Everyone with two neurons to rub together seems to know in their guts that this country is in an irreversible free-fall. Though few seem willing to admit it, most probably suspect that things will get much worse and that this debt-ceiling agreement will only be a Band-Aid on a severed limb. Even in good times, the small souls among us suffer a constant terror of not having all the answers. But just as there are no atheists in foxholes, there are very few political agnostics when times get tough. People believe whatever is most soothing to them, and so confirmation bias is bleeding all over the place at hemophiliac levels. It’s less retarded to admit you don’t know what’s going on than to pretend you do. But it’s also scarier. Therefore, most people opt for retarded.

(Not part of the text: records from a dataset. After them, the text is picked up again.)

//! Driving port for account registration and login.

use async_trait::async_trait;

use crate::domain::{Error, LoginCredentials, Registration, User, UserId};

/// Account use-cases exposed to inbound adapters.
#[cfg_attr(test, mockall::automock)]
#[async_trait]
pub trait AccountsCommand: Send + Sync {
    /// Create an account; fails with `email_in_use` when the email is taken.
    async fn register(&self, registration: Registration) -> Result<User, Error>;

    /// Check credentials and return the account id; fails with
    /// `unauthorized` on any mismatch.
    async fn authenticate(&self, credentials: &LoginCredentials) -> Result<UserId, Error>;
}
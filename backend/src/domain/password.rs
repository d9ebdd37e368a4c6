//! Password secrets and their stored bcrypt hashes.
//!
//! Plain-text passwords are wiped from memory when dropped. Stored hashes use
//! the modular crypt form (`$2b$10$...`).

use bcrypt::HashParts;
use tracing::warn;
use zeroize::Zeroizing;

/// bcrypt work factor applied to new hashes.
pub const HASH_COST: u32 = 10;

/// Plain-text password supplied at registration or login.
#[derive(Clone)]
pub struct Password(Zeroizing<String>);

impl Password {
    /// Wrap a password, rejecting empty input.
    pub fn new(raw: impl Into<String>) -> Result<Self, PasswordError> {
        let raw = Zeroizing::new(raw.into());
        if raw.is_empty() {
            return Err(PasswordError::Empty);
        }
        Ok(Self(raw))
    }

    fn expose(&self) -> &[u8] {
        self.0.as_bytes()
    }
}

impl std::fmt::Debug for Password {
    fn fmt(&self, f: &mut std::fmt::Formatter<'_>) -> std::fmt::Result {
        f.write_str("Password(***)")
    }
}

/// Errors raised while handling password material.
#[derive(Debug, Clone, PartialEq, Eq, thiserror::Error)]
pub enum PasswordError {
    /// The password was empty.
    #[error("password must not be empty")]
    Empty,
    /// A stored value was not a bcrypt hash.
    #[error("stored password hash is malformed")]
    MalformedHash,
    /// bcrypt could not produce a hash.
    #[error("password hashing failed: {message}")]
    Hashing { message: String },
}

/// bcrypt hash of a password.
#[derive(Debug, Clone, PartialEq, Eq)]
pub struct PasswordHash(String);

impl PasswordHash {
    /// Hash `password` with a fresh random salt at [`HASH_COST`].
    pub fn generate(password: &Password) -> Result<Self, PasswordError> {
        bcrypt::hash(password.expose(), HASH_COST)
            .map(Self)
            .map_err(|err| PasswordError::Hashing {
                message: err.to_string(),
            })
    }

    /// Parse the stored textual form.
    pub fn parse(stored: &str) -> Result<Self, PasswordError> {
        stored
            .parse::<HashParts>()
            .map(|_| Self(stored.to_owned()))
            .map_err(|_| PasswordError::MalformedHash)
    }

    /// Check a candidate password against this hash.
    pub fn verify(&self, candidate: &Password) -> bool {
        bcrypt::verify(candidate.expose(), &self.0).unwrap_or_else(|err| {
            warn!(error = %err, "stored password hash could not be verified");
            false
        })
    }

    /// Textual form suitable for persistence.
    pub fn to_stored(&self) -> String {
        self.0.clone()
    }
}

#[cfg(test)]
mod tests {
    use super::*;
    use rstest::rstest;

    fn password(raw: &str) -> Password {
        Password::new(raw).expect("non-empty password")
    }

    fn hash(raw: &str) -> PasswordHash {
        PasswordHash::generate(&password(raw)).expect("hash password")
    }

    #[rstest]
    fn verifies_matching_password() {
        let hash = hash("s3cret");
        assert!(hash.verify(&password("s3cret")));
        assert!(!hash.verify(&password("s3cret!")));
    }

    #[rstest]
    fn hashes_use_bcrypt_at_the_configured_cost() {
        let stored = hash("pw").to_stored();
        assert!(stored.starts_with("$2b$10$"), "{stored}");
    }

    #[rstest]
    fn salts_differ_between_hashes() {
        assert_ne!(hash("same").to_stored(), hash("same").to_stored());
    }

    #[rstest]
    fn stored_form_round_trips() {
        let hash = hash("pw");
        let parsed = PasswordHash::parse(&hash.to_stored()).expect("parse stored hash");
        assert_eq!(parsed, hash);
        assert!(parsed.verify(&password("pw")));
    }

    #[rstest]
    fn verifies_hashes_written_by_other_bcrypt_implementations() {
        // `$2a$` hash of "password" at cost 4.
        let stored = "$2a$04$UuTkLRZZ6QofpDOlMz32MuuxEHA43WOemOYHPz6.SjsVsyO1tDU96";
        let parsed = PasswordHash::parse(stored).expect("bcrypt hash");
        assert!(parsed.verify(&password("password")));
        assert!(!parsed.verify(&password("Password")));
    }

    #[rstest]
    #[case("")]
    #[case("no-separator")]
    #[case("zz$00")]
    #[case("$2b$10$short")]
    fn rejects_malformed_stored_hash(#[case] stored: &str) {
        assert_eq!(PasswordHash::parse(stored), Err(PasswordError::MalformedHash));
    }

    #[rstest]
    fn rejects_empty_password() {
        assert!(matches!(Password::new(""), Err(PasswordError::Empty)));
    }

    #[rstest]
    fn debug_output_hides_secret() {
        assert_eq!(format!("{:?}", password("hunter2")), "Password(***)");
    }
}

It soothes me to believe I’m intelligent enough to admit I can’t isolate blame for what has happened. I don’t claim to know whether our economy is failing due to human incompetence or whether it was deliberately engineered to collapse by the hyper-competent. Being fundamentally econotarded, I’m also probably the worst person in all 50 states to consult for solutions. But I’ll pretend you asked me, anyway: I’d abolish the Federal Reserve, end all foreign wars now, legalize drugs, tax all religious real estate, deport all illegal immigrants, toss out almost all government-related civil lawsuits involving intangibles such as discrimination and emotional distress, and give me back every cent I’ve paid into Social Security NOW.
But even if every one of my suggestions helped, I don’t think we can reverse our descent into the abyss. And I’d love nothing more than to be wrong about this. There’d be no joy in being correct about it, and not the least bit of satisfaction. So please, let me be paranoid rather than correct. If things ever get better, nothing would make me happier than for everyone to call me retarded.